Sebbene l'immunità della popolazione svedese sia ancora al di sotto del classico livello del 60%, che gli scienziati calcolano essere la percentuale ideale per il raggiungimento della cosiddetta ‘immunità di gregge’, il livello raggiunto potrebbe essere sufficiente a fermare una seconda ondata di COVID-19, ha suggerito uno degli epidemiologi più importanti della Danimarca.
"Ci sono indicazioni che gli svedesi abbiano acquisito un livello di immunità alla malattia, che, insieme ad altre misure in atto, potrebbe essere sufficiente a contenere la malattia", Kim Sneppen, professore di biocomplessità presso l'Istituto Niels Bohr di Copenaghen, ha detto al quotidiano Politiken.
La Svezia ha registrato una media giornaliera di 23 casi per milione di persone nell'ultima settimana, rispetto ai 61 casi in Danimarca, il cui tasso di infezione ha ora superato il picco di aprile.
Allo stesso tempo, Sneppen ha riconosciuto che la Svezia aveva subito in precedenza un tasso di mortalità molto più alto di quello visto in Danimarca (con quasi 5.900 morti rispetto ai 635).
“Questo è il prezzo che hanno pagato. Dall’altro lato però ora potrebbero aver risolto con l'epidemia", ha detto Sneppen.
Uno studio precedente del professor Tom Britton dell'Università di Stoccolma aveva stimato che la soglia per la piena immunità di gregge potesse essere in realtà ben più basso del 60-70% accettato in epidemiologia. Un livello di immunità pari al 43% della popolazione potrebbe essere già più che sufficiente si suoi studi avevano sostenuto, dato che i membri più socievoli e veicolanti della società sono i primi ad essere infettati.
"Anche solo un 20 per cento in realtà fa una grande differenza, perché si tratta di coloro infettati all’inizio che erano i più sensibili al virus, i più socialmente attivi e i più veicolanti”, ha sostenuto Britton.
Partiti male ma nel lungo periodo la strategia potrebbe pagare
Søren Riis Paludan, professore di biomedicina presso l'Università di Aarhus, ha affermato che sempre più prove suggeriscono che l'Agenzia per la sanità pubblica svedese potrebbe aver avuto ragione nella scelta di perseguire una strategia che consentisse uno sviluppo controllato dell'immunità.
"Si può sostenere che abbiano scelto la soluzione giusta, ma all'inizio erano scarsamente preparati per la strategia e non sono stati in grado di proteggere i loro soggetti più vulnerabili", ha detto Riis Paludan.
La Svezia, il cui approccio no-lockdown nel tentativo di ottenere l'immunità di gregge è stato criticato da professionisti medici, politici e attivisti, ha visto poco più di 88.000 casi di coronavirus, con una curva di contagi che si è andata lentamente ad abbassare dai dati massimi registrati a giugno. La Danimarca, al contrario, ha visto quasi 29.000 casi, quasi tre volte di meno, ma è nel bel mezzo di un nuovo picco. L'epidemiologo di stato danese Kåre Mølbak ha avvertito che la Danimarca in realtà è ancora nella "prima ondata di infezione" perché l'ondata in primavera non ha avuto il tempo di "svilupparsi pienamente" dato che il Paese, ha detto, "è stato messo in letargo".

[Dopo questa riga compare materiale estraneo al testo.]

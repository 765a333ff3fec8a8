use std::str::FromStr;

use itertools::Itertools;
use tracing::trace;

use crate::alphabet::{Embedding, IntoWord, Symbol};
use crate::error::SampleParseError;
use crate::{math, Show, Transducer};

/// Represents a finite sample of a transduction: positive examples pair an input with the
/// output it must be translated to, negative examples are inputs that must be rejected.
///
/// Only positive examples shape the learned transducer. Negative examples are kept for
/// validating hypotheses, see [`Sample::counterexample`].
#[derive(Clone, PartialEq, Eq, Debug)]
pub struct Sample<S: Symbol, O: Symbol> {
    positive: Vec<(Vec<S>, Vec<O>)>,
    negative: Vec<Vec<S>>,
    embedding: Option<Embedding<S>>,
}

impl<S: Symbol, O: Symbol> Default for Sample<S, O> {
    fn default() -> Self {
        Self {
            positive: vec![],
            negative: vec![],
            embedding: None,
        }
    }
}

impl<S: Symbol, O: Symbol> Sample<S, O> {
    /// Create a new empty sample.
    pub fn new() -> Self {
        Self::default()
    }

    /// Creates a sample consisting of the given positive examples.
    pub fn from_pairs<W, V, I>(pairs: I) -> Self
    where
        W: IntoWord<S>,
        V: IntoWord<O>,
        I: IntoIterator<Item = (W, V)>,
    {
        let mut sample = Self::new();
        for (input, output) in pairs {
            sample.insert_positive(input, output);
        }
        sample
    }

    /// Adds the given inputs as negative examples.
    pub fn with_negative<W, I>(mut self, inputs: I) -> Self
    where
        W: IntoWord<S>,
        I: IntoIterator<Item = W>,
    {
        for input in inputs {
            self.insert_negative(input);
        }
        self
    }

    /// Fixes the embedding of input symbols. By default the embedding consists of the
    /// symbols that occur in some input of the sample.
    pub fn with_embedding(mut self, embedding: Embedding<S>) -> Self {
        self.embedding = Some(embedding);
        self
    }

    /// Adds an example: `Some(output)` for a positive and `None` for a negative one.
    pub fn insert<W: IntoWord<S>>(&mut self, input: W, output: Option<Vec<O>>) {
        match output {
            Some(output) => self.insert_positive(input, output),
            None => self.insert_negative(input),
        }
    }

    /// Adds a positive example.
    pub fn insert_positive<W: IntoWord<S>, V: IntoWord<O>>(&mut self, input: W, output: V) {
        self.positive.push((input.into_word(), output.into_word()));
    }

    /// Adds a negative example.
    pub fn insert_negative<W: IntoWord<S>>(&mut self, input: W) {
        self.negative.push(input.into_word());
    }

    /// Gives an iterator over all positive examples.
    pub fn positive(&self) -> impl Iterator<Item = (&[S], &[O])> + '_ {
        self.positive
            .iter()
            .map(|(i, o)| (i.as_slice(), o.as_slice()))
    }

    /// Gives an iterator over all negative examples.
    pub fn negative(&self) -> impl Iterator<Item = &[S]> + '_ {
        self.negative.iter().map(|i| i.as_slice())
    }

    /// Iterates over all examples, positive ones first. Negative examples have no output.
    pub fn examples(&self) -> impl Iterator<Item = (&[S], Option<&[O]>)> + '_ {
        self.positive()
            .map(|(i, o)| (i, Some(o)))
            .chain(self.negative().map(|i| (i, None)))
    }

    /// The total number of examples.
    pub fn len(&self) -> usize {
        self.positive.len() + self.negative.len()
    }

    /// Returns true if there are no examples at all.
    pub fn is_empty(&self) -> bool {
        self.len() == 0
    }

    /// Returns the maximum length of any input in the sample, `0` if there is none.
    pub fn max_input_len(&self) -> usize {
        self.examples().map(|(i, _)| i.len()).max().unwrap_or(0)
    }

    /// The embedding of input symbols that learning uses, either the one that was fixed with
    /// [`Self::with_embedding`] or the sorted set of symbols occurring in inputs.
    pub fn embedding(&self) -> Embedding<S> {
        match &self.embedding {
            Some(embedding) => embedding.clone(),
            None => self
                .examples()
                .flat_map(|(input, _)| input.iter().copied())
                .collect(),
        }
    }

    /// Tests `hypothesis` against every example and returns the first one it disagrees with,
    /// or `None` if the hypothesis is consistent with the whole sample.
    pub fn counterexample<'a>(
        &'a self,
        hypothesis: &Transducer<S, O>,
    ) -> Option<(&'a [S], Option<&'a [O]>)> {
        self.examples()
            .find(|(input, expected)| !hypothesis.test(*input, *expected))
    }
}

impl Sample<char, char> {
    /// Parses a sample where every line holds one example. A line with one `separator` holds
    /// the input before it and the output after it, a line without separator is a negative
    /// example and blank lines are skipped. A line with more than one separator gives
    /// [`SampleParseError::AmbiguousSeparator`].
    pub fn parse_with_separator(text: &str, separator: char) -> Result<Self, SampleParseError> {
        let mut sample = Sample::new();
        let mut seen: math::Map<Vec<char>, Option<Vec<char>>> = math::Map::default();
        for (idx, line) in text.lines().enumerate() {
            let line_number = idx + 1;
            if line.trim().is_empty() {
                continue;
            }
            let (input, output) = match line.split(separator).collect_vec()[..] {
                [input] => (input.into_word(), None),
                [input, output] => (input.into_word(), Some(output.into_word())),
                _ => {
                    return Err(SampleParseError::AmbiguousSeparator {
                        line: line_number,
                        separator,
                    })
                }
            };
            if let Some(previous) = seen.get(&input) {
                if previous != &output {
                    return Err(SampleParseError::Inconsistent {
                        line: line_number,
                        input: input.show(),
                    });
                }
                trace!("skipping duplicate example on line {line_number}");
                continue;
            }
            seen.insert(input.clone(), output.clone());
            sample.insert(input, output);
        }
        Ok(sample)
    }
}

impl FromStr for Sample<char, char> {
    type Err = SampleParseError;

    /// Parses tab separated examples, see [`Sample::parse_with_separator`].
    fn from_str(s: &str) -> Result<Self, Self::Err> {
        Self::parse_with_separator(s, '\t')
    }
}

#[cfg(test)]
mod tests {
    use crate::prelude::*;

    #[test]
    fn build_sample() {
        let sample: Sample<char, char> = Sample::from_pairs([("ab", "x"), ("b", "")])
            .with_negative(["ba"]);
        assert_eq!(sample.len(), 3);
        assert_eq!(sample.positive().count(), 2);
        assert_eq!(
            sample.negative().collect::<Vec<_>>(),
            vec![&['b', 'a'][..]]
        );
        assert_eq!(sample.max_input_len(), 2);
        assert_eq!(
            sample.embedding().universe().collect::<Vec<_>>(),
            vec!['a', 'b']
        );
    }

    #[test]
    fn fixed_embedding() {
        let sample: Sample<char, char> = Sample::from_pairs([("a", "x")])
            .with_embedding(Embedding::new(['c', 'a']));
        assert_eq!(sample.embedding().embed(&'a'), Some(1));
    }

    #[test]
    fn parse_lines() {
        let sample: Sample<char, char> = "ab\txy\na\n\n\tempty\nab\txy".parse().unwrap();
        assert_eq!(sample.positive().count(), 2);
        assert_eq!(sample.negative().count(), 1);
        assert!(sample
            .positive()
            .any(|(i, o)| i.is_empty() && o == ['e', 'm', 'p', 't', 'y']));
    }

    #[test]
    fn parse_custom_separator() {
        let sample = Sample::parse_with_separator("a:b\nc", ':').unwrap();
        assert_eq!(sample.positive().next(), Some((&['a'][..], &['b'][..])));
        assert_eq!(
            Sample::parse_with_separator("a:b:c", ':'),
            Err(SampleParseError::AmbiguousSeparator {
                line: 1,
                separator: ':'
            })
        );
    }

    #[test]
    fn parse_inconsistent() {
        let parsed = "ab\txy\nb\nab\tz".parse::<Sample<char, char>>();
        assert_eq!(
            parsed,
            Err(SampleParseError::Inconsistent {
                line: 3,
                input: "\"ab\"".to_string()
            })
        );
        assert!("b\tx\nb".parse::<Sample<char, char>>().is_err());
    }

    #[test]
    fn counterexamples() {
        let sample: Sample<char, char> =
            Sample::from_pairs([("a", "x"), ("aa", "xx")]).with_negative(["b"]);
        let mut t = Transducer::new(Embedding::new(['a', 'b']));
        t.set_accepting(t.root(), "");
        t.add_edge(t.root(), 'a', "x", t.root());
        assert_eq!(sample.counterexample(&t), None);
        t.add_edge(t.root(), 'b', "", t.root());
        assert_eq!(sample.counterexample(&t), Some((&['b'][..], None)));
    }
}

Tuttavia, il rischio di ulteriori focolai in Svezia non può essere escluso, hanno avvertito altri epidemiologi.
"Non credo che si possa già escludere che non possano verificarsi anche in Svezia focolai come quelli in Danimarca", ha detto Allan Randrup Thomsen, professore di virologia all'Università di Aarhus.
Il tasso di mortalità della Svezia è il quinto più alto tasso pro capite in Europa, ma il numero di nuove infezioni è in costante diminuzione dal picco di fine giugno. Ad oggi, ha solo una dozzina di pazienti in terapia intensiva. Questo è in netto contrasto con altri paesi in Europa che si stanno preparando a nuovi lockdown, come Gran Bretagna, Francia e Spagna, dove i nuovi casi stanno aumentando vertiginosamente, mettendo ancora una volta a rischio intere economie.